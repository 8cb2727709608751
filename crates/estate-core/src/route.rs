//! Addressable views.
//!
//! Two paths exist: `/` for the listing and `/property/{id}` for a detail
//! view. The identifier is the only state a path carries.

use std::fmt;
use std::str::FromStr;

use thiserror::Error;

/// Path prefix of detail views.
const DETAIL_PREFIX: &str = "/property/";

/// A view the application can show.
#[derive(Debug, Clone, PartialEq, Eq, Default)]
pub enum Route {
    /// Property listing at `/`.
    #[default]
    Listing,
    /// Property detail at `/property/{id}`.
    Detail(String),
}

/// Errors from parsing a path.
#[derive(Debug, Clone, PartialEq, Eq, Error)]
#[non_exhaustive]
pub enum RouteError {
    /// The path does not start with `/`.
    #[error("path must start with '/': {0}")]
    NotAbsolute(String),

    /// A detail path without an identifier.
    #[error("missing property id in path: {0}")]
    MissingId(String),

    /// No view is registered for the path.
    #[error("no view for path: {0}")]
    Unknown(String),
}

impl Route {
    /// Parse a path. A trailing slash and a query string are ignored.
    pub fn parse(path: &str) -> Result<Self, RouteError> {
        let trimmed = path.trim();
        let without_query = trimmed.split(['?', '#']).next().unwrap_or_default();
        if !without_query.starts_with('/') {
            return Err(RouteError::NotAbsolute(path.to_string()));
        }

        let normalized = without_query.trim_end_matches('/');
        if normalized.is_empty() {
            return Ok(Self::Listing);
        }

        match normalized.strip_prefix(DETAIL_PREFIX) {
            Some(id) if id.is_empty() => Err(RouteError::MissingId(path.to_string())),
            Some(id) if id.contains('/') => Err(RouteError::Unknown(path.to_string())),
            Some(id) => Ok(Self::Detail(id.to_string())),
            None if normalized == DETAIL_PREFIX.trim_end_matches('/') => {
                Err(RouteError::MissingId(path.to_string()))
            }
            None => Err(RouteError::Unknown(path.to_string())),
        }
    }

    /// Path of this route.
    pub fn path(&self) -> String {
        match self {
            Self::Listing => "/".to_string(),
            Self::Detail(id) => format!("{DETAIL_PREFIX}{id}"),
        }
    }

    /// Absolute web address of this route under `base`.
    pub fn url(&self, base: &str) -> String {
        format!("{}{}", base.trim_end_matches('/'), self.path())
    }

    /// Property detail route.
    pub fn detail(id: impl Into<String>) -> Self {
        Self::Detail(id.into())
    }
}

impl fmt::Display for Route {
    fn fmt(&self, f: &mut fmt::Formatter<'_>) -> fmt::Result {
        f.write_str(&self.path())
    }
}

impl FromStr for Route {
    type Err = RouteError;

    fn from_str(s: &str) -> Result<Self, Self::Err> {
        Self::parse(s)
    }
}

#[cfg(test)]
mod tests {
    use super::*;

    #[test]
    fn test_parse_listing() {
        assert_eq!(Route::parse("/"), Ok(Route::Listing));
        assert_eq!(Route::parse("/?page=2"), Ok(Route::Listing));
    }

    #[test]
    fn test_parse_detail() {
        assert_eq!(Route::parse("/property/abc123"), Ok(Route::detail("abc123")));
        assert_eq!(Route::parse("/property/abc123/"), Ok(Route::detail("abc123")));
    }

    #[test]
    fn test_parse_errors() {
        assert!(matches!(Route::parse("property/1"), Err(RouteError::NotAbsolute(_))));
        assert!(matches!(Route::parse("/property/"), Err(RouteError::MissingId(_))));
        assert!(matches!(Route::parse("/property"), Err(RouteError::MissingId(_))));
        assert!(matches!(Route::parse("/owners/1"), Err(RouteError::Unknown(_))));
        assert!(matches!(Route::parse("/property/1/edit"), Err(RouteError::Unknown(_))));
    }

    #[test]
    fn test_path_round_trip() {
        for route in [Route::Listing, Route::detail("64f1a2")] {
            assert_eq!(Route::parse(&route.path()), Ok(route.clone()));
        }
        assert_eq!(Route::detail("x").to_string(), "/property/x");
    }

    #[test]
    fn test_url() {
        assert_eq!(Route::Listing.url("http://localhost:5173"), "http://localhost:5173/");
        assert_eq!(
            Route::detail("p1").url("https://homes.example.com/"),
            "https://homes.example.com/property/p1"
        );
    }
}
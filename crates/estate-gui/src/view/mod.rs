//! View module for Estate Studio.
//!
//! Views are pure functions that render UI based on application state.
//!
//! - `listing.rs` - Search, filters, and the property grid
//! - `detail.rs` - One property with photos, owner, and history

pub mod detail;
pub mod listing;

pub use detail::view_detail;
pub use listing::view_listing;
//! Price range filter: toggle button and panel.
//!
//! The panel holds two range sliders that commit on release, and two
//! spinners (text input plus step buttons) that commit at once.

use iced::widget::{Space, button, column, container, row, slider, text, text_input};
use iced::{Alignment, Element, Length, Theme};
use iced_fonts::lucide;

use estate_core::{
    MAX_PRICE, MIN_PRICE, PRICE_STEP, PriceFilter, format_price, parse_price_input,
};

use crate::message::{ListingMessage, Message, PriceFilterMessage};
use crate::theme::{
    EstateColors, FILTER_PANEL_WIDTH, SPACING_MD, SPACING_SM, SPACING_XS, button_ghost,
    button_secondary, container_popover, text_input_default, text_input_invalid,
};

fn price_message(msg: PriceFilterMessage) -> Message {
    Message::Listing(ListingMessage::PriceFilter(msg))
}

// =============================================================================
// TOGGLE BUTTON
// =============================================================================

/// Funnel button opening the panel. Highlighted while a range is committed.
pub fn price_filter_button<'a>(filter: &PriceFilter) -> Element<'a, Message> {
    let active = filter.has_filters();
    let icon = container(lucide::funnel().size(14)).style(move |theme: &Theme| {
        let color = if active {
            theme.extended_palette().primary.base.color
        } else {
            theme.estate().text_muted
        };
        container::Style {
            text_color: Some(color),
            ..Default::default()
        }
    });

    button(
        row![icon, text("Price").size(13)]
            .spacing(SPACING_XS)
            .align_y(Alignment::Center),
    )
    .on_press(price_message(PriceFilterMessage::Toggled))
    .padding([8.0, 12.0])
    .style(button_secondary)
    .into()
}

// =============================================================================
// PANEL
// =============================================================================

/// The open filter panel.
pub fn price_filter_panel<'a>(filter: &'a PriceFilter) -> Element<'a, Message> {
    let (low, high) = filter.preview();

    let header = row![
        text("Price range").size(14),
        Space::new().width(Length::Fill),
        button(lucide::x().size(14))
            .on_press(price_message(PriceFilterMessage::Closed))
            .padding([4.0, 6.0])
            .style(button_ghost),
    ]
    .align_y(Alignment::Center);

    let preview = text(format!("{} to {}", format_price(low), format_price(high)))
        .size(12)
        .style(|theme: &Theme| text::Style {
            color: Some(theme.estate().text_secondary),
        });

    let low_slider = slider(MIN_PRICE..=MAX_PRICE, low, |value| {
        price_message(PriceFilterMessage::LowDragged(value))
    })
    .step(PRICE_STEP)
    .on_release(price_message(PriceFilterMessage::Released));

    let high_slider = slider(MIN_PRICE..=MAX_PRICE, high, |value| {
        price_message(PriceFilterMessage::HighDragged(value))
    })
    .step(PRICE_STEP)
    .on_release(price_message(PriceFilterMessage::Released));

    let spinners = row![
        spinner(
            "Min",
            filter.min_text(),
            PriceFilterMessage::MinTextChanged,
            PriceFilterMessage::MinStepped,
        ),
        spinner(
            "Max",
            filter.max_text(),
            PriceFilterMessage::MaxTextChanged,
            PriceFilterMessage::MaxStepped,
        ),
    ]
    .spacing(SPACING_SM);

    let clear = button(text("Clear filters").size(13))
        .on_press_maybe(
            filter
                .has_filters()
                .then(|| price_message(PriceFilterMessage::Cleared)),
        )
        .padding([6.0, 12.0])
        .style(button_secondary);

    container(
        column![
            header,
            preview,
            labeled("Minimum", low_slider.into()),
            labeled("Maximum", high_slider.into()),
            spinners,
            row![Space::new().width(Length::Fill), clear],
        ]
        .spacing(SPACING_SM),
    )
    .width(Length::Fixed(FILTER_PANEL_WIDTH))
    .padding(SPACING_MD)
    .style(container_popover)
    .into()
}

fn labeled<'a>(label: &'a str, control: Element<'a, Message>) -> Element<'a, Message> {
    column![
        text(label).size(11).style(|theme: &Theme| text::Style {
            color: Some(theme.estate().text_muted),
        }),
        control,
    ]
    .spacing(SPACING_XS)
    .into()
}

/// Text input with step down/up buttons. Unparseable text is outlined.
fn spinner<'a>(
    placeholder: &'a str,
    value: &'a str,
    on_change: fn(String) -> PriceFilterMessage,
    on_step: fn(i32) -> PriceFilterMessage,
) -> Element<'a, Message> {
    let style: fn(&Theme, text_input::Status) -> text_input::Style =
        if parse_price_input(value).is_err() {
            text_input_invalid
        } else {
            text_input_default
        };

    let input = text_input(placeholder, value)
        .on_input(move |text| price_message(on_change(text)))
        .padding([6.0, 8.0])
        .size(13)
        .width(Length::Fill)
        .style(style);

    row![
        button(lucide::minus().size(12))
            .on_press(price_message(on_step(-1)))
            .padding([6.0, 6.0])
            .style(button_ghost),
        input,
        button(lucide::plus().size(12))
            .on_press(price_message(on_step(1)))
            .padding([6.0, 6.0])
            .style(button_ghost),
    ]
    .spacing(SPACING_XS)
    .align_y(Alignment::Center)
    .width(Length::FillPortion(1))
    .into()
}
//! Theme creation and widget style functions.
//!
//! Style functions receive `&Theme` and use it to access colors:
//!
//! ```rust,ignore
//! use crate::theme::{button_primary, EstateColors};
//!
//! button(text("Search")).style(button_primary)
//! ```

use iced::widget::{button, container, text_input};
use iced::{Border, Color, Shadow, Theme, Vector};

use super::colors::EstateColors;
use super::palette::{ThemeMode, estate_palette};
use super::spacing;

// =============================================================================
// THEME CREATION
// =============================================================================

/// Creates the Estate theme for the given mode.
pub fn estate_theme(theme_mode: ThemeMode) -> Theme {
    Theme::custom(
        format!("Estate {}", theme_mode.label()),
        estate_palette(theme_mode),
    )
}

// =============================================================================
// BUTTON STYLES
// =============================================================================

fn flat_border(radius: f32) -> Border {
    Border {
        radius: radius.into(),
        width: 0.0,
        color: Color::TRANSPARENT,
    }
}

/// Primary button style - main actions.
pub fn button_primary(theme: &Theme, status: button::Status) -> button::Style {
    let palette = theme.extended_palette();
    let colors = theme.estate();

    let (background, text_color, shadow) = match status {
        button::Status::Active => (
            palette.primary.base.color,
            colors.text_on_accent,
            Shadow {
                color: colors.shadow,
                offset: Vector::new(0.0, 1.0),
                blur_radius: 2.0,
            },
        ),
        button::Status::Hovered => (
            colors.accent_hover,
            colors.text_on_accent,
            Shadow {
                color: colors.shadow_strong,
                offset: Vector::new(0.0, 2.0),
                blur_radius: 4.0,
            },
        ),
        button::Status::Pressed => (
            colors.accent_pressed,
            colors.text_on_accent,
            Shadow::default(),
        ),
        button::Status::Disabled => (
            colors.accent_disabled,
            colors.text_muted,
            Shadow::default(),
        ),
    };

    button::Style {
        background: Some(background.into()),
        text_color,
        border: flat_border(spacing::BORDER_RADIUS_SM),
        shadow,
        ..Default::default()
    }
}

/// Secondary button style - alternative actions.
pub fn button_secondary(theme: &Theme, status: button::Status) -> button::Style {
    let palette = theme.extended_palette();
    let colors = theme.estate();

    let (background, text_color, border_color) = match status {
        button::Status::Active => (
            colors.background_elevated,
            colors.text_secondary,
            colors.border_default,
        ),
        button::Status::Hovered => (
            palette.background.base.color,
            colors.text_secondary,
            colors.text_disabled,
        ),
        button::Status::Pressed => (
            colors.background_secondary,
            colors.text_secondary,
            colors.border_default,
        ),
        button::Status::Disabled => (
            colors.background_secondary,
            colors.text_disabled,
            colors.border_subtle,
        ),
    };

    button::Style {
        background: Some(background.into()),
        text_color,
        border: Border {
            radius: spacing::BORDER_RADIUS_SM.into(),
            width: spacing::BORDER_WIDTH_THIN,
            color: border_color,
        },
        ..Default::default()
    }
}

/// Ghost button style - minimal visual weight.
pub fn button_ghost(theme: &Theme, status: button::Status) -> button::Style {
    let palette = theme.extended_palette();
    let colors = theme.estate();

    let (background, text_color) = match status {
        button::Status::Active => (None, palette.primary.base.color),
        button::Status::Hovered => (
            Some(colors.accent_primary_light.into()),
            palette.primary.base.color,
        ),
        button::Status::Pressed => (
            Some(colors.accent_primary_medium.into()),
            colors.accent_pressed,
        ),
        button::Status::Disabled => (None, colors.text_disabled),
    };

    button::Style {
        background,
        text_color,
        border: flat_border(spacing::BORDER_RADIUS_SM),
        ..Default::default()
    }
}

/// Page number button; the current page is filled.
pub fn button_page(selected: bool) -> impl Fn(&Theme, button::Status) -> button::Style {
    move |theme, status| {
        if selected {
            button_primary(theme, status)
        } else {
            button_ghost(theme, status)
        }
    }
}

/// Property card button - an elevated card that lifts on hover.
pub fn button_card(theme: &Theme, status: button::Status) -> button::Style {
    let colors = theme.estate();
    let palette = theme.extended_palette();

    let (border_color, shadow) = match status {
        button::Status::Hovered | button::Status::Pressed => (
            colors.border_default,
            Shadow {
                color: colors.shadow_strong,
                offset: Vector::new(0.0, 4.0),
                blur_radius: 12.0,
            },
        ),
        button::Status::Active | button::Status::Disabled => (
            colors.border_subtle,
            Shadow {
                color: colors.shadow,
                offset: Vector::new(0.0, 2.0),
                blur_radius: 8.0,
            },
        ),
    };

    button::Style {
        background: Some(colors.background_elevated.into()),
        text_color: palette.background.base.text,
        border: Border {
            radius: spacing::BORDER_RADIUS_MD.into(),
            width: spacing::BORDER_WIDTH_THIN,
            color: border_color,
        },
        shadow,
        ..Default::default()
    }
}

// =============================================================================
// CONTAINER STYLES
// =============================================================================

/// Card container style - elevated surface.
pub fn container_card(theme: &Theme) -> container::Style {
    let colors = theme.estate();

    container::Style {
        background: Some(colors.background_elevated.into()),
        border: Border {
            radius: spacing::BORDER_RADIUS_MD.into(),
            width: spacing::BORDER_WIDTH_THIN,
            color: colors.border_subtle,
        },
        shadow: Shadow {
            color: colors.shadow,
            offset: Vector::new(0.0, 2.0),
            blur_radius: 8.0,
        },
        ..Default::default()
    }
}

/// Popover container style - floating panel such as the price filter.
pub fn container_popover(theme: &Theme) -> container::Style {
    let colors = theme.estate();

    container::Style {
        background: Some(colors.background_elevated.into()),
        border: Border {
            radius: spacing::BORDER_RADIUS_LG.into(),
            width: spacing::BORDER_WIDTH_THIN,
            color: colors.border_default,
        },
        shadow: Shadow {
            color: colors.shadow_strong,
            offset: Vector::new(0.0, 4.0),
            blur_radius: 16.0,
        },
        ..Default::default()
    }
}

/// Surface container style - photo placeholders and muted blocks.
pub fn container_surface(theme: &Theme) -> container::Style {
    let colors = theme.estate();

    container::Style {
        background: Some(colors.background_secondary.into()),
        border: Border {
            radius: spacing::BORDER_RADIUS_SM.into(),
            width: 0.0,
            color: Color::TRANSPARENT,
        },
        ..Default::default()
    }
}

// =============================================================================
// TEXT INPUT STYLES
// =============================================================================

/// Default text input style.
pub fn text_input_default(theme: &Theme, status: text_input::Status) -> text_input::Style {
    let palette = theme.extended_palette();
    let colors = theme.estate();

    let (background, border_width, border_color, value) = match status {
        text_input::Status::Active => (
            colors.background_elevated,
            spacing::BORDER_WIDTH_THIN,
            colors.border_default,
            palette.background.base.text,
        ),
        text_input::Status::Hovered => (
            colors.background_elevated,
            spacing::BORDER_WIDTH_THIN,
            colors.text_disabled,
            palette.background.base.text,
        ),
        text_input::Status::Focused { .. } => (
            colors.background_elevated,
            spacing::BORDER_WIDTH_MEDIUM,
            colors.border_focused,
            palette.background.base.text,
        ),
        text_input::Status::Disabled => (
            colors.background_secondary,
            spacing::BORDER_WIDTH_THIN,
            colors.border_default,
            colors.text_muted,
        ),
    };

    text_input::Style {
        background: background.into(),
        border: Border {
            radius: spacing::BORDER_RADIUS_SM.into(),
            width: border_width,
            color: border_color,
        },
        icon: colors.text_muted,
        placeholder: colors.text_disabled,
        value,
        selection: colors.accent_primary_medium,
    }
}

/// Text input holding text that was rejected; keeps the error border.
pub fn text_input_invalid(theme: &Theme, status: text_input::Status) -> text_input::Style {
    let colors = theme.estate();
    let style = text_input_default(theme, status);

    text_input::Style {
        border: Border {
            color: colors.border_error,
            ..style.border
        },
        ..style
    }
}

★ ★ ★ ★ ★

Exercise goal
From the line that has "Some(id) if id.is_empty()" through the line that has "None if normalized", copy every line exactly as it appears above, and leave out all others.

Answer below
            Some(id) if id.is_empty() => Err(RouteError::MissingId(path.to_string())),
            Some(id) if id.contains('/') => Err(RouteError::Unknown(path.to_string())),
            Some(id) => Ok(Self::Detail(id.to_string())),
            None if normalized == DETAIL_PREFIX.trim_end_matches('/') => {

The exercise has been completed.